Бабушка. Цеплялась за воспоминания, как за что-то спасительное. Бабушка всегда хотела одеть на меня крестик! А отец как заядлый коммунист срывал и говорил, что всё это бред! Вера - опиум для народа. На что бабушка смиренно грустно смотрела на него, но меня учила тайком читать молитвы и рассказывала про Бога. Это было в глубоком детстве. Я выросла и поняла, что отец был прав - технологии , космос, прогресс, - всё говорило о том, что человек может сам со всем справится, Бог ему только помеха. Но теперь! Я не была так однозначно настроена. Слишком много всего произошло в «Буревеснике» . Есть дьявол я это точно знала, но значит должен быть и Бог!
Кажется прошла целая вечность! Мне бы прочить молитву, но я не помню. И мой мозг отказывается мне подчиняться. Он и так переработал. Я перестала делать усилия и всё только усугубилось: вонь, крик, теперь я знала это голоса из преисподней.
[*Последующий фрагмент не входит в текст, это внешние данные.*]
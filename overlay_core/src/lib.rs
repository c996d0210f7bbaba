// presenter_overlay: spotlight / laser overlay engine for presenter remotes.
// The host owns the window, the event loop and the OS input hook; this crate owns
// the button decoding, the mode state and what gets drawn each tick.

mod compositor;
mod config;
mod error;
mod hook;
mod input;
mod mode;
mod raster;
mod spotlight;
mod trail;
mod types;

use wasm_bindgen::prelude::*;

pub use compositor::{OverlayCompositor, SurfaceSpec};
pub use config::{GeneralSettings, LaserSettings, OverlayConfig, SpotlightSettings};
pub use error::OverlayError;
pub use hook::{
    input_channel, HookReceiver, HookSender, InputHook, PointerCell, DEFAULT_QUEUE_CAPACITY,
};
pub use input::InputMapper;
pub use mode::{EngineState, ModeStateMachine, Transition};
pub use raster::Canvas;
pub use spotlight::SpotlightRenderer;
pub use trail::{LaserTrail, TrailDot, TrailSample};
pub use types::*;

/// Initialize panic hook and console logging when running in a JS host.
#[wasm_bindgen(start)]
pub fn init() {
    #[cfg(feature = "console_error_panic_hook")]
    console_error_panic_hook::set_once();
    console_log::init_with_level(log::Level::Info).ok();
}

/// The engine context: one per process, constructed at startup and driven by
/// the host's render tick. The matching [`InputHook`] goes to the input thread.
pub struct OverlayEngine {
    mapper: InputMapper,
    machine: ModeStateMachine,
    compositor: OverlayCompositor,
    inputs: HookReceiver,
    pointer: PointerCell,
    pending_mode_change: Option<PresenterMode>,
    quit_requested: bool,
}

impl OverlayEngine {
    /// Build the engine and the hook handle that feeds it.
    pub fn new(config: OverlayConfig) -> Result<(Self, InputHook), OverlayError> {
        config.validate()?;

        let (events, inputs) = input_channel(DEFAULT_QUEUE_CAPACITY);
        let pointer = PointerCell::default();
        let engine = OverlayEngine {
            mapper: InputMapper::new(config.general.double_click_ms),
            machine: ModeStateMachine::new(&config),
            compositor: OverlayCompositor::new(&config),
            inputs,
            pointer: pointer.clone(),
            pending_mode_change: None,
            quit_requested: false,
        };

        log::info!(
            "[OVERLAY] Engine ready in {} (modes: {:?})",
            engine.machine.active_mode(),
            engine.machine.modes()
        );
        Ok((engine, InputHook { events, pointer }))
    }

    /// Parse a JSON config and build the engine.
    pub fn from_json(config_json: &str) -> Result<(Self, InputHook), OverlayError> {
        OverlayEngine::new(OverlayConfig::from_json(config_json)?)
    }

    /// Apply one raw event right away, for hosts that deliver input on the render thread.
    pub fn handle_raw(&mut self, event: &RawInput) -> Option<SemanticEvent> {
        let semantic = self.mapper.map(event)?;
        self.handle_semantic(semantic);
        Some(semantic)
    }

    /// Apply one semantic event to the mode state.
    pub fn handle_semantic(&mut self, event: SemanticEvent) -> Transition {
        if event == SemanticEvent::Quit {
            if !self.quit_requested {
                log::info!("[OVERLAY] Quit requested");
            }
            self.quit_requested = true;
            return self.machine.deactivate();
        }

        let transition = self.machine.apply(event);
        if let Some(mode) = transition.mode_changed {
            self.pending_mode_change = Some(mode);
        }
        transition
    }

    /// One display tick: drain queued input, then compose the frame for the
    /// latest pointer position.
    pub fn tick(&mut self, now: Timestamp) -> Frame {
        for event in self.inputs.drain() {
            self.handle_raw(&event);
        }

        let pointer = self.pointer.load();
        let snapshot = self.machine.snapshot();
        let commands = self
            .compositor
            .compose(&snapshot, self.machine.trail_mut(), pointer, now);

        Frame {
            timestamp: now,
            snapshot,
            pointer,
            commands,
            mode_changed: self.pending_mode_change.take(),
        }
    }

    pub fn snapshot(&self) -> EngineSnapshot {
        self.machine.snapshot()
    }

    pub fn trail(&self) -> &LaserTrail {
        self.machine.trail()
    }

    /// Latest pointer position as seen by the engine.
    pub fn pointer(&self) -> ScreenPoint {
        self.pointer.load()
    }

    /// True once Ctrl+Q was pressed; the host should unhook input and close the surface.
    pub fn quit_requested(&self) -> bool {
        self.quit_requested
    }

    /// Tear the engine down. Any hook still holding a sender sees a disconnect.
    pub fn shutdown(self) {
        log::info!("[OVERLAY] Engine shut down");
    }
}

/// WASM-exposed engine for JS hosts.
/// Input arrives through method calls on the render thread, so no queue is involved.
#[wasm_bindgen]
pub struct WasmOverlayEngine {
    engine: OverlayEngine,
    hook: InputHook,
    last_frame: Option<Frame>,
}

#[wasm_bindgen]
impl WasmOverlayEngine {
    /// Create the engine from a JSON config with `General`, `Spotlight`, `Laser` sections.
    #[wasm_bindgen(constructor)]
    pub fn new(config_json: &str) -> Result<WasmOverlayEngine, JsValue> {
        let (engine, hook) = OverlayEngine::from_json(config_json)
            .map_err(|e| JsValue::from_str(&format!("Invalid overlay config: {}", e)))?;

        Ok(WasmOverlayEngine {
            engine,
            hook,
            last_frame: None,
        })
    }

    /// Key pressed. `code` is the typed character (`"l"`) or a key name.
    pub fn key_down(&mut self, code: &str, ctrl: bool, timestamp_us: u64) {
        let timestamp = Timestamp::from_micros(timestamp_us);
        let event = RawInput::key_down(timestamp, Key::from_code(code), ctrl);
        self.engine.handle_raw(&event);
    }

    pub fn key_up(&mut self, code: &str, ctrl: bool, timestamp_us: u64) {
        let timestamp = Timestamp::from_micros(timestamp_us);
        let event = RawInput::key_up(timestamp, Key::from_code(code), ctrl);
        self.engine.handle_raw(&event);
    }

    pub fn mouse_click(&mut self, button: u8, timestamp_us: u64) {
        let event = RawInput {
            timestamp: Timestamp::from_micros(timestamp_us),
            kind: RawInputKind::MouseClick { button },
        };
        self.engine.handle_raw(&event);
    }

    pub fn set_pointer(&mut self, x: f32, y: f32) {
        self.hook.pointer_moved(ScreenPoint::new(x, y));
    }

    /// Compose a frame and return it as JSON.
    pub fn tick(&mut self, timestamp_us: u64) -> Result<String, JsValue> {
        let frame = self.engine.tick(Timestamp::from_micros(timestamp_us));
        let json = serde_json::to_string(&frame)
            .map_err(|e| JsValue::from_str(&format!("Serialization error: {}", e)))?;
        self.last_frame = Some(frame);
        Ok(json)
    }

    /// Rasterise the last ticked frame into RGBA8 pixels.
    pub fn render_rgba(&self, width: u32, height: u32) -> Result<Vec<u8>, JsValue> {
        let mut canvas =
            Canvas::new(width, height).map_err(|e| JsValue::from_str(&e.to_string()))?;
        if let Some(frame) = &self.last_frame {
            canvas.render(frame);
        }
        Ok(canvas.into_pixels())
    }

    /// Surface properties the host window must use, as JSON.
    pub fn surface_spec(&self, width: u32, height: u32) -> Result<String, JsValue> {
        let spec = SurfaceSpec::fullscreen(width, height)
            .map_err(|e| JsValue::from_str(&e.to_string()))?;
        serde_json::to_string(&spec)
            .map_err(|e| JsValue::from_str(&format!("Serialization error: {}", e)))
    }

    pub fn active_mode(&self) -> String {
        self.engine.snapshot().active_mode.to_string()
    }

    pub fn indicator_on(&self) -> bool {
        self.engine.snapshot().indicator_on
    }

    pub fn quit_requested(&self) -> bool {
        self.engine.quit_requested()
    }
}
Я становлюсь потихоньку её частью. Одна моя нога уже была также безобразна как всё вокруг. Нет, так ещё хуже. Так меня поглощает тьма. «Господи помоги!» Вырвался крик о помощи откуда-то из груди. Я не помню ни одной молитвы, хотя я их кажется и знала всего две. И только два слова, которые я могла соединить в своём больном и частично атрофированном сознании. Повторила их кажется сотню раз, это было лучше, чем истошно орать. От этих слов исходил свет. Мне так казалось. Но тем не менее, толка никакого не было. Я так устала.